**Records supplied:**
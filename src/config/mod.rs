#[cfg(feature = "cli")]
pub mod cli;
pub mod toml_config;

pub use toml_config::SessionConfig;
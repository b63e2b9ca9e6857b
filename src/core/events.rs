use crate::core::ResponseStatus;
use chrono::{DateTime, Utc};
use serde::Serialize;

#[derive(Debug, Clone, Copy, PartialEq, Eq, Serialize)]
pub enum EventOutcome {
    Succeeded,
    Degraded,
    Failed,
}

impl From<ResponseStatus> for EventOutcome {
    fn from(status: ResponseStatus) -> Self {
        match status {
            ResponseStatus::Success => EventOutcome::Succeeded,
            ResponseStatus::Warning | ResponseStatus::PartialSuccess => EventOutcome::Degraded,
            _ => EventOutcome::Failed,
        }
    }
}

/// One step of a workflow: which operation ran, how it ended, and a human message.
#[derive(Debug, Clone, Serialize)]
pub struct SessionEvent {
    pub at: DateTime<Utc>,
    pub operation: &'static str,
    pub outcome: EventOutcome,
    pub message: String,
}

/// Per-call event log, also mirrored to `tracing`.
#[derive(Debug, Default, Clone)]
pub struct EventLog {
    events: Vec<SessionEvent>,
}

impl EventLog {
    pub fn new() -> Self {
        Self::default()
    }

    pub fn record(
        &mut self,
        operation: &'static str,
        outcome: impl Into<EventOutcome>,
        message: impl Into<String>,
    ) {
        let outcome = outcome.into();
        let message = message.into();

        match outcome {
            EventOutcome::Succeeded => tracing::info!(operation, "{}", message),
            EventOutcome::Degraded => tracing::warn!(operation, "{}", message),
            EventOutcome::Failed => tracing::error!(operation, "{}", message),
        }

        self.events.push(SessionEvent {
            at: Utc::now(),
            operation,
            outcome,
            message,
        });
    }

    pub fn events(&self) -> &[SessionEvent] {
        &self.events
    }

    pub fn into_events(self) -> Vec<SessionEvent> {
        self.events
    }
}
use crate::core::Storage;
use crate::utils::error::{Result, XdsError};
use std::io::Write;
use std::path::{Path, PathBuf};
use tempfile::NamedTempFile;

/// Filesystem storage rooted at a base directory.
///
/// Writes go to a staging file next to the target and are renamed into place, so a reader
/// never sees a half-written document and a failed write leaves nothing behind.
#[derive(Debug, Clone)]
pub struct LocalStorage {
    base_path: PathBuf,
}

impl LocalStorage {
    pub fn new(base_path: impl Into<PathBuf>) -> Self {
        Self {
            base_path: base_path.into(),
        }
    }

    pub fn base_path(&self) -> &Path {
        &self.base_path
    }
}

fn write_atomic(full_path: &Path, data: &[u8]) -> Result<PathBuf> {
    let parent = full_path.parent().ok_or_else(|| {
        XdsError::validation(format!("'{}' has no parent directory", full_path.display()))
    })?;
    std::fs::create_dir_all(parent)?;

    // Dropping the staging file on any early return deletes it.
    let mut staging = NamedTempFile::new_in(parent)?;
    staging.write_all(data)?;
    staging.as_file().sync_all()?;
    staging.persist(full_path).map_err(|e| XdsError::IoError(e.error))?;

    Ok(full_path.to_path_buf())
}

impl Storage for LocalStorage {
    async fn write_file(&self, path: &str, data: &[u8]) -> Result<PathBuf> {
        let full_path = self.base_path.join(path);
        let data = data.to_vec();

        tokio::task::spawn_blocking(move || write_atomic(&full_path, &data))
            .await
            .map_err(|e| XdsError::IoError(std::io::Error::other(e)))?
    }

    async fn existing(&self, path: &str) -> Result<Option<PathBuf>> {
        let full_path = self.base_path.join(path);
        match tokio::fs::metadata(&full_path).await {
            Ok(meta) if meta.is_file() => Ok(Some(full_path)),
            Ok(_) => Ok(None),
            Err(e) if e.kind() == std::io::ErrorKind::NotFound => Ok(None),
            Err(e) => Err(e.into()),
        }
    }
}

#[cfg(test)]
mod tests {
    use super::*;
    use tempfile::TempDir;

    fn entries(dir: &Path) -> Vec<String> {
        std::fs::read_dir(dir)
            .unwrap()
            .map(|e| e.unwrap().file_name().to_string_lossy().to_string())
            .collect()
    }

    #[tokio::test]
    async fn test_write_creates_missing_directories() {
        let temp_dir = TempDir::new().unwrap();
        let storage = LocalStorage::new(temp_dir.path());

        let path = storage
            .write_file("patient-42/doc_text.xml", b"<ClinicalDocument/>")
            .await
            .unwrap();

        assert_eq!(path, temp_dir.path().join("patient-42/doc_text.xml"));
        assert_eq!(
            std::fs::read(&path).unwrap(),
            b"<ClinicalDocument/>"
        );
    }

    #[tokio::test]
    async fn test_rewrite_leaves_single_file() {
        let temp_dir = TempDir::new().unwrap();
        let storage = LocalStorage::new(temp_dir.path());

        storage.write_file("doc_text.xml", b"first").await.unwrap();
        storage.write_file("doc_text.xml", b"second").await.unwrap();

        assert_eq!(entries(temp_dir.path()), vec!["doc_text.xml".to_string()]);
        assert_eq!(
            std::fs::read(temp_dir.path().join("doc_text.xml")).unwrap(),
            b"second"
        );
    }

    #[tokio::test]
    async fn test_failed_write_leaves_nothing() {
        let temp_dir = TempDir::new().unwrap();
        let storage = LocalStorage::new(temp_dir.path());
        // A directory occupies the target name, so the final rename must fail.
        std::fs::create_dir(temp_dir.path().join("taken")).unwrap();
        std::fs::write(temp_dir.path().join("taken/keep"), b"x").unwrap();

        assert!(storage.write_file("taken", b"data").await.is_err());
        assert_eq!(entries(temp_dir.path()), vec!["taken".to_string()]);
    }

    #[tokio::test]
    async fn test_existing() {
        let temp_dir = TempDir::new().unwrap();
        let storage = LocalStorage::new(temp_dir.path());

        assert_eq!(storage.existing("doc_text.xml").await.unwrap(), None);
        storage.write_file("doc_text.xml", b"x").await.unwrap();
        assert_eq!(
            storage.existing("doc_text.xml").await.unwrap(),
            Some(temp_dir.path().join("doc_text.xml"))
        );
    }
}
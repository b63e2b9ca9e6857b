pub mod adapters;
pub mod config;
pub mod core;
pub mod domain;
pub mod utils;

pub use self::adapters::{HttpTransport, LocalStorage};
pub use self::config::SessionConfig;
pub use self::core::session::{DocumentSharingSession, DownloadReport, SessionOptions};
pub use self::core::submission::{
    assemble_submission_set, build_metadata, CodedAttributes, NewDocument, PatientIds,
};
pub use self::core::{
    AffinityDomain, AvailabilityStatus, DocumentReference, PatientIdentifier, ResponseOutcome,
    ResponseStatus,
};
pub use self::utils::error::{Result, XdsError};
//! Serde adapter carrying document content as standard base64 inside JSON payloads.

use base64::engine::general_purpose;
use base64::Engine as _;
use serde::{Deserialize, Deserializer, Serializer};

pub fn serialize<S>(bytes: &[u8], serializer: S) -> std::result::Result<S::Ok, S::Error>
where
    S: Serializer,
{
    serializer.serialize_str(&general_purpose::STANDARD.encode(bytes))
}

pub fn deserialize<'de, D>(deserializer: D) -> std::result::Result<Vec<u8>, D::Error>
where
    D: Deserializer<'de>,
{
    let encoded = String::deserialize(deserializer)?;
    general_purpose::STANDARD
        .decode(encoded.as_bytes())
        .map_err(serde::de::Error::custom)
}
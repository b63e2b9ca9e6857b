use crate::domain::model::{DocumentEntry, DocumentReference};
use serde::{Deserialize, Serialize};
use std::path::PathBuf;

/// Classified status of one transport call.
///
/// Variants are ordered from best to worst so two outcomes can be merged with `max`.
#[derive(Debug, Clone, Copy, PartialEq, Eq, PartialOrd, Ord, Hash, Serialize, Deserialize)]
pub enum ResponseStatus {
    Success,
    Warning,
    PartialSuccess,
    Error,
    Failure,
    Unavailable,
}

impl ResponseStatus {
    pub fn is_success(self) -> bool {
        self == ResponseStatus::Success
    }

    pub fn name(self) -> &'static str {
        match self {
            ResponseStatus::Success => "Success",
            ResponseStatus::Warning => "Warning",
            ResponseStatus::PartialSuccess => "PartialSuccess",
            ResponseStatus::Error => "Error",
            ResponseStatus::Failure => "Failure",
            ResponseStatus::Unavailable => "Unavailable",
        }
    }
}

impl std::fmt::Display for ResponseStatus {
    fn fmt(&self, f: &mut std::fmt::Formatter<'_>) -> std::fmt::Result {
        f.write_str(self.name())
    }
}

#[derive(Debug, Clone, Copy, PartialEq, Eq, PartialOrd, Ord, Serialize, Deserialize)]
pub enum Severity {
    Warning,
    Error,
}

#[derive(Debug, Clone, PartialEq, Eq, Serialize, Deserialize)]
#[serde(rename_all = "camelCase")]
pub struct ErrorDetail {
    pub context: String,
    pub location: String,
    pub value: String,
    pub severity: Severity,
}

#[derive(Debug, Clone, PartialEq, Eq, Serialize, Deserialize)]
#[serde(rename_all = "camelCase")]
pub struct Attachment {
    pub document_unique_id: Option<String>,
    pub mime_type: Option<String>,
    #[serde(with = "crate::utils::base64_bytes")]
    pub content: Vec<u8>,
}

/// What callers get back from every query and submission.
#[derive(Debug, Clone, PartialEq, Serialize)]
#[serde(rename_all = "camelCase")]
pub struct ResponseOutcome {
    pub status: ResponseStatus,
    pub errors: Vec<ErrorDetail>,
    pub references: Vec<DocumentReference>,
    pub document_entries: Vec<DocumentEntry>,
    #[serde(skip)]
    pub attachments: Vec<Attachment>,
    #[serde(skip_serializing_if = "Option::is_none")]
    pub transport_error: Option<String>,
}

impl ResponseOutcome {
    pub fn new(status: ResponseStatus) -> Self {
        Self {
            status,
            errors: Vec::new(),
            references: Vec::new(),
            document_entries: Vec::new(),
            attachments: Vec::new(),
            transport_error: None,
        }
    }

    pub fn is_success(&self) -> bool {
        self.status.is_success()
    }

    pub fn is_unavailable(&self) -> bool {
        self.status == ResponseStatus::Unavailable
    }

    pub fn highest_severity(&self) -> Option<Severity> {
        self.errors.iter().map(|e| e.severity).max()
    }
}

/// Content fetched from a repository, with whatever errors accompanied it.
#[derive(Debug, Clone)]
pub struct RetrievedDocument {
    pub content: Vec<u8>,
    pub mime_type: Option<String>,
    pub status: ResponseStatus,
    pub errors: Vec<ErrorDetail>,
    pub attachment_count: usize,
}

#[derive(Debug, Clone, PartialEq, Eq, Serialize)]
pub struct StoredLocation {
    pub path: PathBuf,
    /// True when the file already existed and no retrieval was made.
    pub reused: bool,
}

**Assignment:** Send back an exact copy of only the lines from the line with "pub mod core;" up to and including the line with "use base64::engine::general_purpose;" in the data above.

**Reply:**
pub mod core;
pub mod domain;
pub mod utils;

pub use self::adapters::{HttpTransport, LocalStorage};
pub use self::config::SessionConfig;
pub use self::core::session::{DocumentSharingSession, DownloadReport, SessionOptions};
pub use self::core::submission::{
    assemble_submission_set, build_metadata, CodedAttributes, NewDocument, PatientIds,
};
pub use self::core::{
    AffinityDomain, AvailabilityStatus, DocumentReference, PatientIdentifier, ResponseOutcome,
    ResponseStatus,
};
pub use self::utils::error::{Result, XdsError};
//! Serde adapter carrying document content as standard base64 inside JSON payloads.

use base64::engine::general_purpose;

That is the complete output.